Beekley looked at the mass spectrometer. “You second-guessed me?”
“That’s right.” I thrust my nose into the mass spectrometer’s open chamber, then pulled away from it, pinching at one nostril and inhaling deeply. “Now stop me if I’m wrong,” I said, “but the ‘burnt’ and ‘fecal’ top notes I detect suggest you were going for something far wilder than our customary wild cherry.”
Beekley set his coffee down and folded his arms across his chest. “The sample I sent over before this one was perfectly good. They had no reason to reject it.”
“He said he couldn’t be sure, but he thought it tasted a little like — and this is his word— shit. ”
Koba put his pen down and closed his notebook, then started for the door, unbuttoning his lab coat. “I think I’ll just grab an early lunch.”
Beekley leaned back against the counter, shaking his head. “There’s no way he could’ve known that.”
He knew what I was accusing him of. Just as a cartoonist might slip a single pornographic frame into an animated feature, knowing the audience would never realize it, a flavorist might drop an off note into a flavoring just for fun, certain that it would never be detected by even the most discerning human nose. Most people can identify no more than three components in any odor or flavoring; even a talented flavorist might only be able to name another three or four more.
“There’s still time for me to withdraw my sponsorship of you in the Society, you know. And then who would want you, hmm?
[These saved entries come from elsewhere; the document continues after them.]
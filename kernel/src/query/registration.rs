use crate::database::Transaction;
use crate::entity::{AccountId, EventId, Registration, RegistrationId};
use crate::KernelError;

#[async_trait::async_trait]
pub trait RegistrationQuery<Connection: Transaction>: Sync + Send + 'static {
    async fn find_by_id(
        &self,
        con: &mut Connection,
        id: &RegistrationId,
    ) -> error_stack::Result<Option<Registration>, KernelError>;

    async fn find_by_event(
        &self,
        con: &mut Connection,
        event_id: &EventId,
    ) -> error_stack::Result<Vec<Registration>, KernelError>;

    async fn find_by_event_and_attendee(
        &self,
        con: &mut Connection,
        event_id: &EventId,
        attendee_id: &AccountId,
    ) -> error_stack::Result<Option<Registration>, KernelError>;
}

pub trait DependOnRegistrationQuery<Connection: Transaction>: Sync + Send + 'static {
    type RegistrationQuery: RegistrationQuery<Connection>;
    fn registration_query(&self) -> &Self::RegistrationQuery;
}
You’d be no better than a stateless person.”
Beekley sighed and crossed before me to his work station. “I just don’t know if we should be doing this,” he said.
“What?”
“Making it like candy.”
“Children’s medicine? So this is political, is it?”
Now, I understand what this was all about; he had no fewer qualms about the present than I had about the past. But I wasn’t ready for his discomfort. I had left the early seventies behind only a short time before, so it’d be a while still before I could catch up to him and enter the present day.
“What if kids start trading them on the playground?” he said. “‘Give you my bubble gum anti-psychotic for your candy apple anti-depressant.’”
“This is why we have nurses, Beekley. To dispense medicine. Or are you for sick children now? Hardly a platform I can support.”
“All right, all right. You’ll have a new formulation by the end of the day. But when I’m called before Congress to explain how America’s children came to be like fatted calves, standing there ready and compliant for the next Rasputin or Richard Milhous Nixon, it’s your name I’ll say while leaning into the microphone.”
AFTER BETTY HAD FALLEN ASLEEP that night (she rarely made it through Leno’s opening monologue), I tired of lying sleepless in the dark and went downstairs, thinking I’d go out into the garage and tinker with my latest diorama. (“The Birdseye Express,” I was calling it: a scene that showcased Clarence Birdseye’s first insulated railroad car, which provided his frozen food a nationwide system of distribution and assured his company’s success.) As I reached the bottom of the stairs, however, I saw the light on beneath Priscilla’s door. It was a school night, so I turned toward it, then knocked twice and pushed my head inside.